Operations Simulation and Analysis Modeling System (OSAMS)
A Decision Support System
In order to develop a future space transportation system that achieves cost goals in the order of $200 per pound to low earth orbit, a systematic method needs to be developed to assess the impacts of various concept alternatives on cost and mission effectiveness. Specifically, an unbiased, user-friendly "tool" is required to allow program managers and developers to quickly assess the most effective areas to invest scarce resources and evaluate the potential impacts of these investments to the "life-cycle" and per mission cost of the system.
The NASA Advisory Council, in a letter dated 31 August, 1995, states that "Much of the cost for current launch vehicles is in the operations, launch rate, and support. For a reusable vehicle, this has proven to be the major driver (e.g., Shuttle). We recommend that a reasonably detailed economic model be developed that includes all the acquisition and operations costs; that is total life cycle cost. Such a model would be used to evaluate contending RLV concepts. This should be maintained by an independent studies and analysis group to help guide future RLV decisions." Further the NAC adds, "From the outset, the RLV of the future should be designed as a operational vehicle."
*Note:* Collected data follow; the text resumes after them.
pub mod document;
pub mod post;
pub mod richtext;
pub mod utils;
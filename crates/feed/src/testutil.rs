use tokio::io::{AsyncReadExt, AsyncWriteExt};
use tokio::net::TcpListener;

const REPOSITORY_JSON: &str =
    r#"{"refs":[{"id":"master","ref":"canned-ref","label":"Master","isMasterRef":true}]}"#;

/// A one-repository CMS on an ephemeral port: serves the repository
/// document at the API root and `search_body` for every search or
/// next-page request. Returns the api_url to point a `Config` at.
pub(crate) async fn canned_cms(search_body: String) -> String {
    let listener = TcpListener::bind("127.0.0.1:0").await.unwrap();
    let addr = listener.local_addr().unwrap();
    tokio::spawn(async move {
        loop {
            let Ok((mut socket, _)) = listener.accept().await else {
                break;
            };
            let search_body = search_body.clone();
            tokio::spawn(async move {
                let mut req = Vec::new();
                let mut buf = [0u8; 1024];
                loop {
                    let n = socket.read(&mut buf).await.unwrap_or(0);
                    if n == 0 {
                        break;
                    }
                    req.extend_from_slice(&buf[..n]);
                    if req.windows(4).any(|w| w == b"\r\n\r\n") {
                        break;
                    }
                }
                let head = String::from_utf8_lossy(&req);
                let body = if head.starts_with("GET /api/v2/documents/search") {
                    search_body.as_str()
                } else {
                    REPOSITORY_JSON
                };
                let resp = format!(
                    "HTTP/1.1 200 OK\r\ncontent-type: application/json\r\ncontent-length: {}\r\nconnection: close\r\n\r\n{}",
                    body.len(),
                    body
                );
                let _ = socket.write_all(resp.as_bytes()).await;
            });
        }
    });
    format!("http://{}/api/v2", addr)
}
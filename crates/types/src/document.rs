use serde::{Deserialize, Serialize};

use crate::richtext::Block;

/// A content release listed by the repository endpoint. Every search
/// request must carry the master ref as its `ref` parameter.
#[derive(Clone, Debug, Serialize, Deserialize)]
pub struct Ref {
    pub id: String,
    #[serde(rename = "ref")]
    pub reference: String,
    pub label: Option<String>,
    #[serde(rename = "isMasterRef", default)]
    pub is_master_ref: bool,
}

#[derive(Clone, Debug, Serialize, Deserialize)]
pub struct Repository {
    pub refs: Vec<Ref>,
}

impl Repository {
    pub fn master_ref(&self) -> Option<&Ref> {
        self.refs.iter().find(|r| r.is_master_ref)
    }
}

/// One page of search results. `next_page` is an opaque URL; the server
/// either returns a full URL for the following page or null on the last
/// one.
#[derive(Clone, Debug, Serialize, Deserialize)]
pub struct QueryResponse {
    pub page: i32,
    pub results_per_page: i32,
    pub results_size: i32,
    pub total_results_size: i32,
    pub total_pages: i32,
    pub next_page: Option<String>,
    pub prev_page: Option<String>,
    pub results: Vec<Document>,
}

#[derive(Clone, Debug, Serialize, Deserialize)]
pub struct Document {
    pub id: String,
    pub uid: Option<String>,
    #[serde(rename = "type")]
    pub doc_type: String,
    pub lang: Option<String>,
    pub first_publication_date: Option<String>,
    pub last_publication_date: Option<String>,
    pub data: PostData,
}

#[derive(Clone, Debug, Default, Serialize, Deserialize)]
pub struct PostData {
    #[serde(default)]
    pub title: String,
    #[serde(default)]
    pub subtitle: String,
    #[serde(default)]
    pub author: String,
    pub banner: Option<Banner>,
    #[serde(default)]
    pub content: Vec<ContentSlice>,
}

#[derive(Clone, Debug, Default, Serialize, Deserialize)]
pub struct Banner {
    pub url: Option<String>,
}

#[derive(Clone, Debug, Default, Serialize, Deserialize)]
pub struct ContentSlice {
    pub heading: Option<String>,
    #[serde(default)]
    pub body: Vec<Block>,
}
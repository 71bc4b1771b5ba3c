use serde::{Deserialize, Serialize};

use crate::document::Document;
use crate::richtext;
use crate::utils::format_date_pt;

const WORDS_PER_MINUTE: usize = 200;

/// What the listing shows for one post. Identity is the uid; the
/// publication date is already formatted for display.
#[derive(Clone, Debug, Serialize, Deserialize)]
pub struct PostSummary {
    pub uid: String,
    pub first_publication_date: Option<String>,
    pub title: String,
    pub subtitle: String,
    pub author: String,
}

impl PostSummary {
    /// Maps a raw document into a summary. Documents without a uid have
    /// no page to link to and are skipped.
    pub fn from_document(doc: &Document) -> Option<PostSummary> {
        Some(PostSummary {
            uid: doc.uid.clone()?,
            first_publication_date: doc
                .first_publication_date
                .as_deref()
                .and_then(format_date_pt),
            title: doc.data.title.clone(),
            subtitle: doc.data.subtitle.clone(),
            author: doc.data.author.clone(),
        })
    }
}

impl PartialEq for PostSummary {
    fn eq(&self, other: &Self) -> bool {
        self.uid == other.uid
    }
}

impl Eq for PostSummary {}

/// One content slice of a post page: an optional heading followed by
/// the rich-text body already rendered to HTML.
#[derive(Clone, Debug, Serialize, Deserialize)]
pub struct ContentBlock {
    pub heading: Option<String>,
    pub body_html: String,
}

#[derive(Clone, Debug, Serialize, Deserialize)]
pub struct PostDetail {
    pub uid: String,
    pub first_publication_date: Option<String>,
    pub title: String,
    pub subtitle: String,
    pub author: String,
    pub banner_url: Option<String>,
    pub content: Vec<ContentBlock>,
    pub reading_minutes: u32,
}

impl PostDetail {
    pub fn from_document(doc: &Document) -> Option<PostDetail> {
        let content: Vec<ContentBlock> = doc
            .data
            .content
            .iter()
            .map(|slice| ContentBlock {
                heading: slice.heading.clone(),
                body_html: richtext::blocks_to_html(&slice.body),
            })
            .collect();
        let words: usize = doc
            .data
            .content
            .iter()
            .map(|slice| {
                slice.heading.as_deref().unwrap_or("").split_whitespace().count()
                    + richtext::blocks_to_text(&slice.body).split_whitespace().count()
            })
            .sum();
        Some(PostDetail {
            uid: doc.uid.clone()?,
            first_publication_date: doc
                .first_publication_date
                .as_deref()
                .and_then(format_date_pt),
            title: doc.data.title.clone(),
            subtitle: doc.data.subtitle.clone(),
            author: doc.data.author.clone(),
            banner_url: doc.data.banner.as_ref().and_then(|b| b.url.clone()),
            content,
            reading_minutes: words.div_ceil(WORDS_PER_MINUTE).max(1) as u32,
        })
    }
}
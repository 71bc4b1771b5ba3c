#[derive(Debug, thiserror::Error)]
pub enum Error {
    #[error("network error: {0}")]
    Network(#[from] reqwest::Error),

    #[error("status code: {0}")]
    StatusCode(u16),

    #[error("not found: {0}")]
    NotFound(String),

    #[error("invalid response")]
    InvalidResponse,

    #[error("repository response has no master ref")]
    NoMasterRef,
}
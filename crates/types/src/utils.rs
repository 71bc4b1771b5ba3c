use chrono::Datelike;

const MONTHS_PT: [&str; 12] = [
    "jan", "fev", "mar", "abr", "mai", "jun", "jul", "ago", "set", "out", "nov", "dez",
];

/// Formats an RFC 3339 publication date the way the site displays it,
/// e.g. "15 mar 2021". Accepts both `+00:00` and `+0000` offsets, the
/// latter being what the CMS actually emits.
pub fn format_date_pt(raw: &str) -> Option<String> {
    let date = chrono::DateTime::parse_from_rfc3339(raw)
        .or_else(|_| chrono::DateTime::parse_from_str(raw, "%Y-%m-%dT%H:%M:%S%z"))
        .ok()?;
    Some(format!(
        "{:02} {} {}",
        date.day(),
        MONTHS_PT[date.month0() as usize],
        date.year()
    ))
}

/// Escape HTML special characters
pub fn escape_html(s: &str) -> String {
    let mut out = String::with_capacity(s.len());
    for c in s.chars() {
        push_escaped(&mut out, c);
    }
    out
}

/// The single place a character gets HTML-escaped; `escape_html` and
/// the rich-text renderer both go through here.
pub fn push_escaped(out: &mut String, c: char) {
    match c {
        '&' => out.push_str("&amp;"),
        '<' => out.push_str("&lt;"),
        '>' => out.push_str("&gt;"),
        '"' => out.push_str("&quot;"),
        '\'' => out.push_str("&#39;"),
        _ => out.push(c),
    }
}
These recent statements by the NAC are equally applicable to HRST (and other space programs) and strongly support the development of an independent, NASA in-house capability for operations/life cycle cost analysis. The development of a comprehensive operations simulator for use in the very early concept evaluation phase, as well as extensible to later phases, would be a major step in realizing this capability. This tool would provide program managers and developers a method of performing analysis on all elements of life-cycle costs. It would allow a unbiased and consistent means to evaluate competing alternative launch and operations concepts, evaluate the impact of proposed technologies, and provide insight into life cycle, development and operations costs.
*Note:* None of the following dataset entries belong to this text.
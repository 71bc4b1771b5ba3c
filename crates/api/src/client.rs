use std::sync::Arc;

use spacetraveling_types::document::{Document, QueryResponse};
use tracing::{debug, error};

use super::{endpoint::Endpoint, error::Error, response::ClientResponse};

/// Configuration for the client.
/// api_url: The repository endpoint, e.g. https://repo.cdn.prismic.io/api/v2
/// lang: Locale sent with every query. (default: pt-BR)
/// page_size: Results per page for by-type queries. (default: 20)
#[derive(Debug, Clone)]
pub struct Config {
    pub api_url: String,
    pub lang: Option<String>,
    pub page_size: Option<i32>,
}

impl Config {
    const DEFAULT_LANG: &'static str = "pt-BR";
    const DEFAULT_PAGE_SIZE: i32 = 20;

    pub fn new(api_url: impl Into<String>) -> Self {
        Config {
            api_url: api_url.into(),
            lang: None,
            page_size: None,
        }
    }

    pub fn lang(&self) -> &str {
        self.lang.as_deref().unwrap_or(Self::DEFAULT_LANG)
    }

    pub fn page_size(&self) -> i32 {
        self.page_size.unwrap_or(Self::DEFAULT_PAGE_SIZE)
    }
}

/// Per-call overrides for a by-type query.
#[derive(Debug, Clone, Default)]
pub struct QueryOptions {
    pub lang: Option<String>,
    pub page_size: Option<i32>,
    pub page: Option<i32>,
}

/// A client for a Prismic-style content API. Requests are at-most-once:
/// there is no retry, no backoff, and failures surface to the caller as
/// they are.
///
/// The master ref is fetched lazily from the repository endpoint on the
/// first query and cached for the lifetime of the client.
#[derive(Debug, Clone)]
pub struct Client {
    cfg: Config,
    http: reqwest::Client,
    master_ref: Arc<tokio::sync::Mutex<Option<String>>>,
}

impl Client {
    pub fn new(cfg: Config) -> Self {
        Self {
            cfg,
            http: reqwest::Client::new(),
            master_ref: Arc::new(tokio::sync::Mutex::new(None)),
        }
    }

    pub fn config(&self) -> &Config {
        &self.cfg
    }

    pub async fn get(&self, endpoint: &Endpoint) -> Result<ClientResponse, Error> {
        let url = endpoint.url(&self.cfg.api_url);
        debug!("Sending request to {}", url);
        let resp = self.http.get(&url).send().await?;
        self.handle_response(endpoint, resp).await
    }

    async fn handle_response(
        &self,
        endpoint: &Endpoint,
        resp: reqwest::Response,
    ) -> Result<ClientResponse, Error> {
        match resp.status() {
            reqwest::StatusCode::OK => {
                debug!("request: {} status: OK", endpoint);
                Ok(ClientResponse::parse(endpoint, resp).await?)
            }
            reqwest::StatusCode::NOT_FOUND => {
                error!("request {} status: NOT_FOUND", endpoint);
                Err(Error::NotFound(endpoint.to_string()))
            }
            status => {
                error!("request {} status: {}", endpoint, status);
                Err(Error::StatusCode(status.as_u16()))
            }
        }
    }

    async fn master_ref(&self) -> Result<String, Error> {
        let mut cached = self.master_ref.lock().await;
        if let Some(reference) = cached.as_ref() {
            return Ok(reference.clone());
        }
        let repo = match self.get(&Endpoint::Repository).await? {
            ClientResponse::Repository(repo) => repo,
            _ => return Err(Error::InvalidResponse),
        };
        let reference = repo.master_ref().ok_or(Error::NoMasterRef)?.reference.clone();
        *cached = Some(reference.clone());
        Ok(reference)
    }

    /// One page of documents of the given type, with the pagination
    /// cursor the server returned.
    pub async fn query_by_type(
        &self,
        doc_type: &str,
        opts: &QueryOptions,
    ) -> Result<Arc<QueryResponse>, Error> {
        let reference = self.master_ref().await?;
        let endpoint = Endpoint::by_type(
            &reference,
            doc_type,
            Some(opts.lang.clone().unwrap_or_else(|| self.cfg.lang().to_string())),
            Some(opts.page_size.unwrap_or_else(|| self.cfg.page_size())),
            opts.page,
        );
        match self.get(&endpoint).await? {
            ClientResponse::Query(page) => Ok(page),
            _ => Err(Error::InvalidResponse),
        }
    }

    /// A single document by uid. An empty result set maps to NotFound,
    /// same as a 404 from the server.
    pub async fn get_by_uid(&self, doc_type: &str, uid: &str) -> Result<Arc<Document>, Error> {
        let reference = self.master_ref().await?;
        let endpoint = Endpoint::by_uid(&reference, doc_type, uid, None);
        let page = match self.get(&endpoint).await? {
            ClientResponse::Query(page) => page,
            _ => return Err(Error::InvalidResponse),
        };
        page.results
            .first()
            .map(|doc| Arc::new(doc.clone()))
            .ok_or_else(|| Error::NotFound(format!("{}/{}", doc_type, uid)))
    }

    /// Follows an opaque `next_page` URL from an earlier response.
    pub async fn next_page(&self, url: &str) -> Result<Arc<QueryResponse>, Error> {
        match self.get(&Endpoint::Page(url.to_string())).await? {
            ClientResponse::Query(page) => Ok(page),
            _ => Err(Error::InvalidResponse),
        }
    }
}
OSAMS will provide managers and developers with the needed analytical capability described above. OSAMS will be a powerful, flexible decision support system that will enable managers and developers to gain insight to HRST (or other system) concepts and variations. OSAMS will provide this support through a computer based environment for the analysis of systems concepts and will aid the manager/engineer in both life and flight cycle evaluations of concepts through the use of interactive dialogues with the system engineer. These dialogues will be conducted through a display screen using windows and pull down menus using a variety of input devices that include keyboard, mouse, and function keys. Using these completed dialogues in combination with pre-defined OSAMS components, the system engineer will be able to describe HRST concepts through a series of documentation activities that describe mission models, flight vehicle concepts, vehicle ground processing concepts, payload processing concepts, and maintenance and refurbishment concepts. Using OSAMS tools the system engineer will transform these HRST elements into a dynamic monte carlo simulation of these combined elements and interactions.
OSAMS will support procedures for analyzing these statistically valid simulations in terms of life-cycle cost, and system performance. Life-cycle cost is composed of research and development costs, acquisition costs, operations costs, maintenance and refurbishment costs, disposal costs, and the associated cost of system failure. System performance measures includes both system and schedule reliability, facility utilization, payload delivery, and market competitiveness.
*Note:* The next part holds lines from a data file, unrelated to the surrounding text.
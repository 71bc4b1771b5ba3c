#[derive(thiserror::Error, Debug)]
pub enum Error {
    #[error("content gateway error: {0}")]
    Api(#[from] spacetraveling_api::error::Error),
}
//! Roast history service

use chrono::{Local, NaiveDate, Utc};
use serde::Serialize;
use shared::{
    next_record_id, validate_final_time, validate_weight, FormMode, RecordId, Roast, RoastInput,
};
use validator::Validate;

use crate::error::{AppError, AppResult};
use crate::services::beans::BeanService;
use crate::storage::{KeyValueStore, ROASTS_KEY};

/// Roast service for logging, editing and browsing roast sessions
#[derive(Clone)]
pub struct RoastService {
    store: KeyValueStore,
    beans: BeanService,
}

/// A prefilled roast form together with what submitting it will do
#[derive(Debug, Clone, Serialize)]
pub struct RoastDraft {
    pub mode: FormMode,
    pub input: RoastInput,
}

impl RoastService {
    pub fn new(store: KeyValueStore) -> Self {
        let beans = BeanService::new(store.clone());
        Self { store, beans }
    }

    // ========================================================================
    // Form Submission
    // ========================================================================

    /// Save a submitted roast form.
    ///
    /// `New` and `Duplicating` append a record with a fresh id. `Editing`
    /// replaces the record in place, keeping its id and position.
    pub async fn submit(&self, mode: FormMode, input: RoastInput) -> AppResult<Roast> {
        validate_roast_input(&input)?;

        let mut roasts = self.load().await?;
        let now = Utc::now();

        let roast = match mode {
            FormMode::Editing { id } => {
                let position = roasts
                    .iter()
                    .position(|r| r.id == id)
                    .ok_or_else(|| AppError::NotFound(format!("Roast #{}", id)))?;
                let roast = Roast::from_input(id, now, input)
                    .map_err(|m| AppError::ValidationError(m.to_string()))?;
                roasts[position] = roast.clone();
                roast
            }
            FormMode::New | FormMode::Duplicating { .. } => {
                let id = next_record_id(now.timestamp_millis(), max_id(&roasts));
                let roast = Roast::from_input(id, now, input)
                    .map_err(|m| AppError::ValidationError(m.to_string()))?;
                roasts.push(roast.clone());
                roast
            }
        };

        if self.beans.ensure(&roast.bean_name).await? {
            tracing::info!("Registered new bean '{}' from roast", roast.bean_name);
        }
        self.save(&roasts).await?;

        tracing::info!(
            "Saved roast #{} ({}, {}) [{}]",
            roast.id,
            roast.bean_name,
            roast.roast_date,
            mode
        );
        Ok(roast)
    }

    /// Prefill the form from an existing roast for editing
    pub async fn draft_edit(&self, id: RecordId) -> AppResult<RoastDraft> {
        let roast = self.get(id).await?;
        Ok(RoastDraft {
            mode: FormMode::Editing { id },
            input: roast.to_input(),
        })
    }

    /// Prefill the form from an existing roast as a new record dated today
    pub async fn duplicate(&self, id: RecordId) -> AppResult<RoastDraft> {
        let roast = self.get(id).await?;
        let mut input = roast.to_input();
        input.roast_date = Some(today());

        Ok(RoastDraft {
            mode: FormMode::Duplicating {
                source_id: roast.id,
                source_date: roast.roast_date,
            },
            input,
        })
    }

    // ========================================================================
    // History
    // ========================================================================

    pub async fn get(&self, id: RecordId) -> AppResult<Roast> {
        self.load()
            .await?
            .into_iter()
            .find(|r| r.id == id)
            .ok_or_else(|| AppError::NotFound(format!("Roast #{}", id)))
    }

    /// All roasts, newest roast date first
    pub async fn list(&self) -> AppResult<Vec<Roast>> {
        let mut roasts = self.load().await?;
        sort_history(&mut roasts);
        Ok(roasts)
    }

    /// Roasts in the order they were stored
    pub async fn list_stored(&self) -> AppResult<Vec<Roast>> {
        self.load().await
    }

    /// Delete one roast; the remaining roasts keep their order
    pub async fn delete(&self, id: RecordId) -> AppResult<Roast> {
        let mut roasts = self.load().await?;
        let position = roasts
            .iter()
            .position(|r| r.id == id)
            .ok_or_else(|| AppError::NotFound(format!("Roast #{}", id)))?;
        let removed = roasts.remove(position);

        self.save(&roasts).await?;
        tracing::info!("Deleted roast #{} ({})", removed.id, removed.bean_name);
        Ok(removed)
    }

    /// Remove the whole roast history, returning how many roasts it held
    pub async fn clear_all(&self) -> AppResult<usize> {
        let count = self.load().await?.len();
        self.store.remove(ROASTS_KEY).await?;
        tracing::warn!("Cleared roast history ({} roasts)", count);
        Ok(count)
    }

    // ========================================================================
    // Import
    // ========================================================================

    /// Append imported roasts with fresh ids, recomputing derived fields.
    ///
    /// Rows with a missing date or bean, or a negative weight, are skipped.
    /// Returns the saved roasts and the number skipped.
    pub async fn import(&self, inputs: Vec<RoastInput>) -> AppResult<(Vec<Roast>, usize)> {
        let mut roasts = self.load().await?;
        let now = Utc::now();
        let mut last_id = max_id(&roasts);
        let mut imported = Vec::with_capacity(inputs.len());
        let mut skipped = 0;

        for input in inputs {
            let bean_name = input.bean_name.clone();
            if let Err(e) = validate_roast_fields(&input) {
                tracing::warn!("Skipping imported roast '{}': {}", bean_name, e);
                skipped += 1;
                continue;
            }
            let id = next_record_id(now.timestamp_millis(), last_id);
            match Roast::from_input(id, now, input) {
                Ok(roast) => {
                    last_id = Some(id);
                    imported.push(roast);
                }
                Err(m) => {
                    tracing::warn!("Skipping imported roast '{}': {}", bean_name, m);
                    skipped += 1;
                }
            }
        }

        self.beans
            .merge(imported.iter().map(|r| r.bean_name.as_str()))
            .await?;
        roasts.extend(imported.iter().cloned());
        self.save(&roasts).await?;

        tracing::info!("Imported {} roast(s), skipped {}", imported.len(), skipped);
        Ok((imported, skipped))
    }

    async fn load(&self) -> AppResult<Vec<Roast>> {
        self.store.get_or_default(ROASTS_KEY).await
    }

    async fn save(&self, roasts: &[Roast]) -> AppResult<()> {
        self.store.set(ROASTS_KEY, roasts).await
    }
}

/// Check the fields a roast cannot be saved without
fn validate_roast_input(input: &RoastInput) -> AppResult<()> {
    input.validate()?;

    validate_final_time(input.checkpoints.final_point.time_seconds)
        .map_err(|m| AppError::validation("final_time", m))?;
    validate_weights(input)
}

/// Imported rows skip the Final check
fn validate_roast_fields(input: &RoastInput) -> AppResult<()> {
    input.validate()?;
    validate_weights(input)
}

fn validate_weights(input: &RoastInput) -> AppResult<()> {
    validate_weight(input.green_weight_grams)
        .map_err(|m| AppError::validation("green_weight", m))?;
    validate_weight(input.roasted_weight_grams)
        .map_err(|m| AppError::validation("roasted_weight", m))?;

    Ok(())
}

/// Roast date descending, newest id first on the same date
pub fn sort_history(roasts: &mut [Roast]) {
    roasts.sort_by(|a, b| b.roast_date.cmp(&a.roast_date).then(b.id.cmp(&a.id)));
}

fn max_id(roasts: &[Roast]) -> Option<RecordId> {
    roasts.iter().map(|r| r.id).max()
}

fn today() -> NaiveDate {
    Local::now().date_naive()
}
OSAMS will aid HRST developers in HRST program implementation planning. OSAMS
analytical tools will include methods for calculating return on investment, and technical and program risk. OSAMS will also aids HRST developers by providing automated methods of performing sensitivity analysis on key concept and mission model parameters. OSAMS will provide a state-of-art environment where its modeling and simulation tools can be used individually or as a set of highly integrated tools for evaluating system concepts, aiding in the selection of alternative investments in technology to reduce operations and life cycle costs, and ultimately, in improving the operability of the resulting HRST system.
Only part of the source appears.